SENEGAL-SANTE-STUPEFIANTS
Dakar, 19 juin (APS) – Le gouvernement du Sénégal entend poursuivre sa stratégie globale de lutte contre la drogue fondée sur le renforcement de la répression des trafics, la prévention, la prise en charge sanitaire des personnes dépendantes et leur réinsertion sociale, ont affirmé, vendredi, à Dakar, le ministre de l’Intérieur et de la Sécurité publique et son collègue en charge de la Santé et de l’Hygiène publique.
Le ministre de l’Intérieur et de la Sécurité publique, Mouhamadou Makhtar Cissé, a rappelé que le trafic de drogue est une économie criminelle générant chaque année ”plusieurs centaines de milliards de dollars” de revenus illicites alimentant notamment le blanchiment de capitaux, la traite des êtres humains, le trafic d’armes, la corruption et le financement de groupes criminels violents.
Face à cette menace, a-t-il rappelé, le Sénégal a ratifié les principales conventions internationales relatives au contrôle des stupéfiants, et mis en œuvre une réponse multidimensionnelle conciliant impératifs sécuritaires, droits humains et objectifs de développement durable.

Mouhamadou Makhtar Cissé co-présidait, avec son collègue de la Santé et de l’Hygiène publique, Ibrahima Sy, la cérémonie de lancement de la Semaine nationale de mobilisation et de sensibilisation sur les questions liées à la drogue.
Selon M. Cissé, ”cette stratégie repose sur le renforcement du cadre juridique, l’amélioration des capacités opérationnelles des services de sécurité, la prévention auprès des populations vulnérables, ainsi que la prise en charge sanitaire et la réinsertion des personnes souffrant d’addiction”.
Il a magnifié le travail des Forces de défense et de sécurité (FDS), qui ont saisi, cette année, environ 25 tonnes de chanvre indien, près de deux tonnes de cocaïne, 140 kilogrammes de haschisch ainsi que de milliers de comprimés et gélules de drogues synthétiques.
Il a également salué le travail accompli par le Centre de prise en charge intégrée des addictions de Dakar (CEPIAD), créé en 2014, estimant que cette structure constitue aujourd’hui un modèle dont s’inspirent plusieurs pays africains.

Le ministre de la Santé et de l’Hygiène publique a, quant à lui, insisté sur la nécessité de considérer la consommation de drogues comme un ”enjeu majeur” de santé publique et de cohésion sociale, au-delà de sa dimension sécuritaire.
”Derrière chaque addiction, il y a d’abord une personne dont la santé et la dignité doivent être protégées’’, a déclaré Ibrahima Sy.
Il a alerté sur l’augmentation du nombre de personnes accueillies dans les structures de prise en charge et sur la vulnérabilité particulière des jeunes confrontés à des risques de décrochage scolaire, de chômage, de précarité et de rupture des liens familiaux.
Face à cette situation, M. Sy a réaffirmé les trois axes prioritaires de l’action du département de la Santé.

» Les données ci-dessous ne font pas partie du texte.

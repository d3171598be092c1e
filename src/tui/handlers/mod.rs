//! Event handlers for the TUI keyboard input.

mod analyze_spawn;

use std::sync::Arc;
use std::sync::mpsc;

use crossterm::event::{KeyCode, KeyEvent, KeyEventKind, KeyModifiers};
use serde_json::Value;
use tokio::runtime::Runtime;

use crate::core::analysis::AnalysisMode;
use crate::core::config::Config;

use super::app::App;
use super::constants;

/// Holds the receiver for an analysis request in progress, along with the
/// mode it was issued in (the user may toggle the mode while waiting).
pub struct PendingAnalysis {
    pub mode: AnalysisMode,
    pub result_rx: mpsc::Receiver<Result<Value, String>>,
}

/// Result of handling an event: continue the loop or exit.
#[derive(Clone, Copy, PartialEq, Eq)]
pub enum HandleResult {
    Continue,
    Break,
}

/// Handle a key event for the main screen.
pub(crate) fn handle_key(
    key: KeyEvent,
    app: &mut App,
    config: &Arc<Config>,
    pending_analysis: &mut Option<PendingAnalysis>,
    rt: &Arc<Runtime>,
) -> HandleResult {
    if key.kind != KeyEventKind::Press {
        return HandleResult::Continue;
    }
    match (key.code, key.modifiers) {
        (KeyCode::Char('c'), KeyModifiers::CONTROL) | (KeyCode::Esc, _) => HandleResult::Break,
        (KeyCode::Enter, _) => {
            // Submit is disabled while a request is pending (advisory gate,
            // one outstanding request at a time).
            let text = app.input.trim().to_string();
            if !text.is_empty() && pending_analysis.is_none() {
                let pa =
                    analyze_spawn::spawn_analysis(rt, Arc::clone(config), text, app.mode);
                *pending_analysis = Some(pa);
                app.start_analysis();
            }
            HandleResult::Continue
        }
        (KeyCode::Tab, _) => {
            app.toggle_mode();
            HandleResult::Continue
        }
        (KeyCode::Char('h'), KeyModifiers::CONTROL) => {
            app.toggle_highlights();
            HandleResult::Continue
        }
        (KeyCode::Char('l'), KeyModifiers::CONTROL) => {
            app.clear_input();
            HandleResult::Continue
        }
        (KeyCode::Char('e'), KeyModifiers::CONTROL) => {
            app.insert_example();
            HandleResult::Continue
        }
        (KeyCode::Backspace, _) => {
            app.backspace();
            HandleResult::Continue
        }
        (KeyCode::Left, _) => {
            app.cursor_left();
            HandleResult::Continue
        }
        (KeyCode::Right, _) => {
            app.cursor_right();
            HandleResult::Continue
        }
        (KeyCode::Up, _) => {
            app.scroll_up(constants::SCROLL_LINES_SMALL);
            HandleResult::Continue
        }
        (KeyCode::Down, _) => {
            app.scroll_down(constants::SCROLL_LINES_SMALL);
            HandleResult::Continue
        }
        (KeyCode::PageUp, _) => {
            app.scroll_up(constants::SCROLL_LINES_PAGE);
            HandleResult::Continue
        }
        (KeyCode::PageDown, _) => {
            app.scroll_down(constants::SCROLL_LINES_PAGE);
            HandleResult::Continue
        }
        (KeyCode::Char(c), mods) => {
            // Ignore Alt/Ctrl+key: user likely intended a shortcut
            if mods.contains(KeyModifiers::ALT) || mods.contains(KeyModifiers::CONTROL) {
                return HandleResult::Continue;
            }
            app.insert_char(c);
            HandleResult::Continue
        }
        _ => HandleResult::Continue,
    }
}
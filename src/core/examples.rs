//! Sample texts for trying the analyzer.

pub const EXAMPLE_TEXTS: &[&str] = &[
    "The female nurse assisted the male doctor with the surgery.",
    "He is an excellent engineer, while she makes a great secretary.",
    "The inner-city youth were suspected of the crime.",
];
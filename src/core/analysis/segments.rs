//! Highlight span resolution: split analyzed text into plain and annotated segments.

use super::RawHighlight;

/// A contiguous piece of the analyzed text, either plain or annotated with
/// one bias category. Concatenating a resolved sequence in order reproduces
/// the input text exactly.
#[derive(Debug, Clone, PartialEq, Eq)]
pub enum Segment<'a> {
    Plain(&'a str),
    Annotated { text: &'a str, category: &'a str },
}

impl<'a> Segment<'a> {
    pub fn text(&self) -> &'a str {
        match self {
            Segment::Plain(text) => text,
            Segment::Annotated { text, .. } => text,
        }
    }
}

/// Resolve raw highlight spans into an ordered, non-overlapping segment
/// sequence covering `text` exactly once.
///
/// Offsets count Unicode scalar values (the upstream service indexes strings
/// by code point). Invalid spans (negative start, end past the text,
/// zero-width or inverted) are silently dropped. Overlaps are resolved by a
/// greedy sweep in ascending `(start, end)` order: a span colliding with an
/// already-emitted one is truncated to begin where the previous span ended,
/// and dropped if nothing remains. Never fails, deterministic for any input.
///
/// An empty `text` resolves to an empty sequence.
pub fn resolve_segments<'a>(text: &'a str, highlights: &'a [RawHighlight]) -> Vec<Segment<'a>> {
    // Byte offset of every char boundary, plus the end of the text.
    let byte_at: Vec<usize> = text
        .char_indices()
        .map(|(i, _)| i)
        .chain(std::iter::once(text.len()))
        .collect();
    let char_len = byte_at.len() - 1;

    let mut spans: Vec<(usize, usize, &str)> = highlights
        .iter()
        .filter(|h| h.start >= 0 && h.end <= char_len as i64 && h.start < h.end)
        .map(|h| (h.start as usize, h.end as usize, h.category.as_str()))
        .collect();
    spans.sort_by_key(|&(start, end, _)| (start, end));

    let mut segments = Vec::with_capacity(spans.len() * 2 + 1);
    let mut pos = 0usize;
    for (start, end, category) in spans {
        let start = start.max(pos);
        if start >= end {
            continue;
        }
        if start > pos {
            segments.push(Segment::Plain(&text[byte_at[pos]..byte_at[start]]));
        }
        segments.push(Segment::Annotated {
            text: &text[byte_at[start]..byte_at[end]],
            category,
        });
        pos = end;
    }
    if pos < char_len {
        segments.push(Segment::Plain(&text[byte_at[pos]..]));
    }
    segments
}
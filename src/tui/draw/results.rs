//! Results pane: severity banner, category scores, highlighted text,
//! statistics, and recommendations.

use std::collections::BTreeSet;

use ratatui::Frame;
use ratatui::layout::Rect;
use ratatui::style::{Color, Modifier, Style};
use ratatui::text::{Line, Span};
use ratatui::widgets::{Block, Borders, Paragraph, Wrap};

use crate::core::analysis::{BiasResult, Segment};

use super::super::app::App;
use super::super::theme;

const SCORE_BAR_WIDTH: usize = 20;

pub(crate) fn draw_results(f: &mut Frame, app: &mut App, area: Rect) {
    let block = Block::default().borders(Borders::ALL).title(" Results ");
    let inner_height = area.height.saturating_sub(2) as usize;

    let lines: Vec<Line<'static>> = if let Some(ref error) = app.error {
        error_lines(error)
    } else if let Some(ref result) = app.result {
        result_lines(result, app.show_highlights)
    } else {
        placeholder_lines(app)
    };

    app.last_max_scroll = lines.len().saturating_sub(inner_height);
    let scroll = app.scroll.min(app.last_max_scroll);
    let paragraph = Paragraph::new(lines)
        .block(block)
        .wrap(Wrap { trim: false })
        .scroll((scroll as u16, 0));
    f.render_widget(paragraph, area);
}

fn error_lines(error: &str) -> Vec<Line<'static>> {
    vec![
        Line::from(Span::styled(
            "Analysis failed",
            Style::default().fg(Color::Red).add_modifier(Modifier::BOLD),
        )),
        Line::default(),
        Line::from(Span::styled(
            error.to_string(),
            Style::default().fg(Color::Red),
        )),
    ]
}

fn placeholder_lines(app: &App) -> Vec<Line<'static>> {
    let mut lines = vec![
        Line::default(),
        Line::from(Span::styled(
            "Enter text to begin analysis",
            Style::default().fg(Color::DarkGray),
        )),
        Line::from(Span::styled(
            "Results will appear here",
            Style::default().fg(Color::DarkGray),
        )),
    ];
    if let Some(ref e) = app.health_error {
        lines.push(Line::default());
        lines.push(Line::from(Span::styled(
            format!("Service unreachable: {}", e),
            Style::default().fg(Color::Red),
        )));
    }
    lines
}

fn result_lines(result: &BiasResult, show_highlights: bool) -> Vec<Line<'static>> {
    let severity_style = Style::default()
        .fg(theme::severity_color(result.severity))
        .add_modifier(Modifier::BOLD);

    let mut banner = if result.has_bias {
        vec![Span::styled(
            format!("Bias Detected ({})", result.severity.label()),
            severity_style,
        )]
    } else {
        vec![Span::styled("No Significant Bias Detected", severity_style)]
    };
    if let Some(score) = result.overall_score {
        banner.push(Span::styled(
            format!("  ·  Overall {:.0}%", score * 100.0),
            severity_style,
        ));
    }
    let mut lines = vec![Line::from(banner)];

    let category_rows = score_rows(result);
    if !category_rows.is_empty() {
        lines.push(Line::default());
        lines.push(section_title("Detected categories"));
        lines.extend(category_rows);
    }

    lines.push(Line::default());
    lines.push(section_title(if show_highlights {
        "Text (^H to hide highlights)"
    } else {
        "Text (^H to show highlights)"
    }));
    lines.extend(segment_lines(result, show_highlights));

    if let Some(stats) = result.statistics {
        lines.push(Line::default());
        lines.push(Line::from(Span::styled(
            format!(
                "{} words · {} chars · {} sentences",
                stats.word_count, stats.char_count, stats.sentence_count
            ),
            Style::default().fg(Color::DarkGray),
        )));
    }

    if !result.recommendations.is_empty() {
        lines.push(Line::default());
        lines.push(section_title("Recommendations"));
        for rec in &result.recommendations {
            lines.push(Line::from(format!("  • {}", rec)));
        }
    }

    lines.push(Line::default());
    lines.push(Line::from(Span::styled(
        format!(
            "Analyzed at {}",
            result.timestamp.format("%Y-%m-%d %H:%M:%S UTC")
        ),
        Style::default().fg(Color::DarkGray),
    )));
    lines
}

fn section_title(title: &str) -> Line<'static> {
    Line::from(Span::styled(
        title.to_string(),
        Style::default().add_modifier(Modifier::BOLD),
    ))
}

/// One row per category: colored name plus a score bar when a score exists.
/// Categories and score keys need not match, so both are shown.
fn score_rows(result: &BiasResult) -> Vec<Line<'static>> {
    let names: BTreeSet<&str> = result
        .categories
        .iter()
        .map(|c| c.as_str())
        .chain(result.scores.keys().map(|c| c.as_str()))
        .collect();
    let width = names.iter().map(|n| n.chars().count()).max().unwrap_or(0);

    names
        .into_iter()
        .map(|name| {
            let name_span = Span::styled(
                format!("  {:<width$}  ", name),
                Style::default().fg(theme::category_color(name)),
            );
            match result.scores.get(name) {
                Some(&score) => {
                    let filled = (score * SCORE_BAR_WIDTH as f64).round() as usize;
                    let bar = format!(
                        "{}{} {:>3.0}%",
                        "█".repeat(filled.min(SCORE_BAR_WIDTH)),
                        "░".repeat(SCORE_BAR_WIDTH - filled.min(SCORE_BAR_WIDTH)),
                        score * 100.0
                    );
                    Line::from(vec![
                        name_span,
                        Span::styled(bar, Style::default().fg(theme::category_color(name))),
                    ])
                }
                None => Line::from(name_span),
            }
        })
        .collect()
}

/// The analyzed text as styled lines. Segments are re-derived on every call
/// (each draw and each highlight toggle); they are never cached.
fn segment_lines(result: &BiasResult, show_highlights: bool) -> Vec<Line<'static>> {
    let mut lines: Vec<Line<'static>> = vec![Line::default()];
    for seg in result.segments() {
        let (content, style) = match seg {
            Segment::Plain(text) => (text, Style::default()),
            Segment::Annotated { text, category } => {
                let style = if show_highlights {
                    Style::default()
                        .fg(theme::category_color(category))
                        .add_modifier(Modifier::UNDERLINED)
                } else {
                    Style::default()
                };
                (text, style)
            }
        };
        // Spans must not contain newlines; split the segment across lines.
        for (i, part) in content.split('\n').enumerate() {
            if i > 0 {
                lines.push(Line::default());
            }
            if !part.is_empty()
                && let Some(last) = lines.last_mut()
            {
                last.push_span(Span::styled(part.to_string(), style));
            }
        }
    }
    lines
}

Il s’agit, selon lui, de ”prévenir par l’éducation et la sensibilisation, de soigner grâce à une prise en charge médicale, psychologique et sociale de qualité, puis de favoriser la réinsertion des personnes concernées afin qu’elles retrouvent leur autonomie et leur place dans la société”.
Il a enfin appelé à une mobilisation de l’ensemble des acteurs, estimant que la lutte contre les drogues relève d’une ”responsabilité collective” nécessitant une coordination renforcée et des réponses innovantes.